→ **Task**: Output the full listing exactly, character for character.
--*--
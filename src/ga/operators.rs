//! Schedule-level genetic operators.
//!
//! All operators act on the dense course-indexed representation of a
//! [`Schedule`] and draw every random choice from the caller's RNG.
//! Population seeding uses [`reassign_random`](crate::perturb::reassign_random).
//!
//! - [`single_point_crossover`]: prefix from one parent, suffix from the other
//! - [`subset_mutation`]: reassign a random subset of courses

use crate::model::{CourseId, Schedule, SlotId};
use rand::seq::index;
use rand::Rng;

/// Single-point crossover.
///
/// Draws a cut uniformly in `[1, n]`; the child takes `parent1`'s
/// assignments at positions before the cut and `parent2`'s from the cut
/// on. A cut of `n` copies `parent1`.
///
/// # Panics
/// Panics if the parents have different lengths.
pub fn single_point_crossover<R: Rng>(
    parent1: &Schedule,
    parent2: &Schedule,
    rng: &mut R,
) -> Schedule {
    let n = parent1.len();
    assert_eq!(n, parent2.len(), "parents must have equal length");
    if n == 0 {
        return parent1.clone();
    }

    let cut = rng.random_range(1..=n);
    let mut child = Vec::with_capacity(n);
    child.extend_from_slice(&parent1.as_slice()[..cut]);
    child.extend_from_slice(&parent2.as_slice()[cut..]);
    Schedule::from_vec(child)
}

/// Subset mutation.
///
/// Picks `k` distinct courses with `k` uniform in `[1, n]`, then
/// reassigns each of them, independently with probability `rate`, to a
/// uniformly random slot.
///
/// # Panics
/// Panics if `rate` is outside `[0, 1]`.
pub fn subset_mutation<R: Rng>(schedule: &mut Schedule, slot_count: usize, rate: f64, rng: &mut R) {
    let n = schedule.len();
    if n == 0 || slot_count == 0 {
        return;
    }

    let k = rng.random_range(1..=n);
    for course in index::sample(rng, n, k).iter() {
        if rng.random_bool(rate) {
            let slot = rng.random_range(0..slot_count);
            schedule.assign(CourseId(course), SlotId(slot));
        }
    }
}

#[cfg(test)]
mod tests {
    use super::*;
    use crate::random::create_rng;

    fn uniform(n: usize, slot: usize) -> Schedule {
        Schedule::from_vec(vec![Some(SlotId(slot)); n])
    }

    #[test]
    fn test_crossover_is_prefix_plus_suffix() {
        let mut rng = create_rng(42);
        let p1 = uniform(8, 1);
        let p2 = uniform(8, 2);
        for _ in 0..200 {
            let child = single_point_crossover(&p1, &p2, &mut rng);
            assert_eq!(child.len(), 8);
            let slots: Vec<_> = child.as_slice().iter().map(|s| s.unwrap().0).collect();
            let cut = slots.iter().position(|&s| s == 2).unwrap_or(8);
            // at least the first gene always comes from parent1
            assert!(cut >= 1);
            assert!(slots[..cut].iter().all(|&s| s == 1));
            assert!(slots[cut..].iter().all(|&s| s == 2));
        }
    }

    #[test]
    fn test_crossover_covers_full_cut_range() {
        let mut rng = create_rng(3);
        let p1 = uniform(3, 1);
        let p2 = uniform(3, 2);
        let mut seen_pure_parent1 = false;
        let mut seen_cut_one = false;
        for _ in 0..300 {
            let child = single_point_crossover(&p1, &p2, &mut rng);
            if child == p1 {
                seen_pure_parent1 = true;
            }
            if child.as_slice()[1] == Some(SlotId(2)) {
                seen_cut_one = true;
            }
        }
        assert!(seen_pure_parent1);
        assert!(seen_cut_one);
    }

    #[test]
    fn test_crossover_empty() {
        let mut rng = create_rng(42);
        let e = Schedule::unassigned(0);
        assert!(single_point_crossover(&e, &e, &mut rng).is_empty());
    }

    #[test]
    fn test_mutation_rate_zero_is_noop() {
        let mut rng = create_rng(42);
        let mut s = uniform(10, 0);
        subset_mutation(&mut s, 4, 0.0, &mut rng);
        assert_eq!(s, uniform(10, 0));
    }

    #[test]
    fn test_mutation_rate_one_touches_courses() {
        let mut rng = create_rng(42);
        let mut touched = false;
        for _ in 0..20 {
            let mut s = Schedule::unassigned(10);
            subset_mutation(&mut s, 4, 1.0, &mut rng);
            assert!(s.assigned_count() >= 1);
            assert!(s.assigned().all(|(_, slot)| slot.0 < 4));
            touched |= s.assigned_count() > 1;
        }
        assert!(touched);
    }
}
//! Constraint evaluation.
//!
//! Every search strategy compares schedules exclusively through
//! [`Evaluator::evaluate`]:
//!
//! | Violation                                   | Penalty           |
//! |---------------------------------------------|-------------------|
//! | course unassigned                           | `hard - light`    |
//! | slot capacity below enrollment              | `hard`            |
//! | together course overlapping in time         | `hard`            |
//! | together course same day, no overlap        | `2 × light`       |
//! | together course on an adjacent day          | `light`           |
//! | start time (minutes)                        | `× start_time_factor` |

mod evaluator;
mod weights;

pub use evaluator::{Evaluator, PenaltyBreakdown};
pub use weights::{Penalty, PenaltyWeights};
--*--
→ **Result for this exercise**:
filename src/ga/operators.rs
//! Schedule-level genetic operators.
//!
//! All operators act on the dense course-indexed representation of a
//! [`Schedule`] and draw every random choice from the caller's RNG.
//! Population seeding uses [`reassign_random`](crate::perturb::reassign_random).
//!
//! - [`single_point_crossover`]: prefix from one parent, suffix from the other
//! - [`subset_mutation`]: reassign a random subset of courses

use crate::model::{CourseId, Schedule, SlotId};
use rand::seq::index;
use rand::Rng;

/// Single-point crossover.
///
/// Draws a cut uniformly in `[1, n]`; the child takes `parent1`'s
/// assignments at positions before the cut and `parent2`'s from the cut
/// on. A cut of `n` copies `parent1`.
///
/// # Panics
/// Panics if the parents have different lengths.
pub fn single_point_crossover<R: Rng>(
    parent1: &Schedule,
    parent2: &Schedule,
    rng: &mut R,
) -> Schedule {
    let n = parent1.len();
    assert_eq!(n, parent2.len(), "parents must have equal length");
    if n == 0 {
        return parent1.clone();
    }

    let cut = rng.random_range(1..=n);
    let mut child = Vec::with_capacity(n);
    child.extend_from_slice(&parent1.as_slice()[..cut]);
    child.extend_from_slice(&parent2.as_slice()[cut..]);
    Schedule::from_vec(child)
}

/// Subset mutation.
///
/// Picks `k` distinct courses with `k` uniform in `[1, n]`, then
/// reassigns each of them, independently with probability `rate`, to a
/// uniformly random slot.
///
/// # Panics
/// Panics if `rate` is outside `[0, 1]`.
pub fn subset_mutation<R: Rng>(schedule: &mut Schedule, slot_count: usize, rate: f64, rng: &mut R) {
    let n = schedule.len();
    if n == 0 || slot_count == 0 {
        return;
    }

    let k = rng.random_range(1..=n);
    for course in index::sample(rng, n, k).iter() {
        if rng.random_bool(rate) {
            let slot = rng.random_range(0..slot_count);
            schedule.assign(CourseId(course), SlotId(slot));
        }
    }
}

#[cfg(test)]
mod tests {
    use super::*;
    use crate::random::create_rng;

    fn uniform(n: usize, slot: usize) -> Schedule {
        Schedule::from_vec(vec![Some(SlotId(slot)); n])
    }

    #[test]
    fn test_crossover_is_prefix_plus_suffix() {
        let mut rng = create_rng(42);
        let p1 = uniform(8, 1);
        let p2 = uniform(8, 2);
        for _ in 0..200 {
            let child = single_point_crossover(&p1, &p2, &mut rng);
            assert_eq!(child.len(), 8);
            let slots: Vec<_> = child.as_slice().iter().map(|s| s.unwrap().0).collect();
            let cut = slots.iter().position(|&s| s == 2).unwrap_or(8);
            // at least the first gene always comes from parent1
            assert!(cut >= 1);
            assert!(slots[..cut].iter().all(|&s| s == 1));
            assert!(slots[cut..].iter().all(|&s| s == 2));
        }
    }

    #[test]
    fn test_crossover_covers_full_cut_range() {
        let mut rng = create_rng(3);
        let p1 = uniform(3, 1);
        let p2 = uniform(3, 2);
        let mut seen_pure_parent1 = false;
        let mut seen_cut_one = false;
        for _ in 0..300 {
            let child = single_point_crossover(&p1, &p2, &mut rng);
            if child == p1 {
                seen_pure_parent1 = true;
            }
            if child.as_slice()[1] == Some(SlotId(2)) {
                seen_cut_one = true;
            }
        }
        assert!(seen_pure_parent1);
        assert!(seen_cut_one);
    }

    #[test]
    fn test_crossover_empty() {
        let mut rng = create_rng(42);
        let e = Schedule::unassigned(0);
        assert!(single_point_crossover(&e, &e, &mut rng).is_empty());
    }

    #[test]
    fn test_mutation_rate_zero_is_noop() {
        let mut rng = create_rng(42);
        let mut s = uniform(10, 0);
        subset_mutation(&mut s, 4, 0.0, &mut rng);
        assert_eq!(s, uniform(10, 0));
    }

    #[test]
    fn test_mutation_rate_one_touches_courses() {
        let mut rng = create_rng(42);
        let mut touched = false;
        for _ in 0..20 {
            let mut s = Schedule::unassigned(10);
            subset_mutation(&mut s, 4, 1.0, &mut rng);
            assert!(s.assigned_count() >= 1);
            assert!(s.assigned().all(|(_, slot)| slot.0 < 4));
            touched |= s.assigned_count() > 1;
        }
        assert!(touched);
    }
}
//! Constraint evaluation.
//!
//! Every search strategy compares schedules exclusively through
//! [`Evaluator::evaluate`]:
//!
//! | Violation                                   | Penalty           |
//! |---------------------------------------------|-------------------|
//! | course unassigned                           | `hard - light`    |
//! | slot capacity below enrollment              | `hard`            |
//! | together course overlapping in time         | `hard`            |
//! | together course same day, no overlap        | `2 × light`       |
//! | together course on an adjacent day          | `light`           |
//! | start time (minutes)                        | `× start_time_factor` |

mod evaluator;
mod weights;

pub use evaluator::{Evaluator, PenaltyBreakdown};
pub use weights::{Penalty, PenaltyWeights};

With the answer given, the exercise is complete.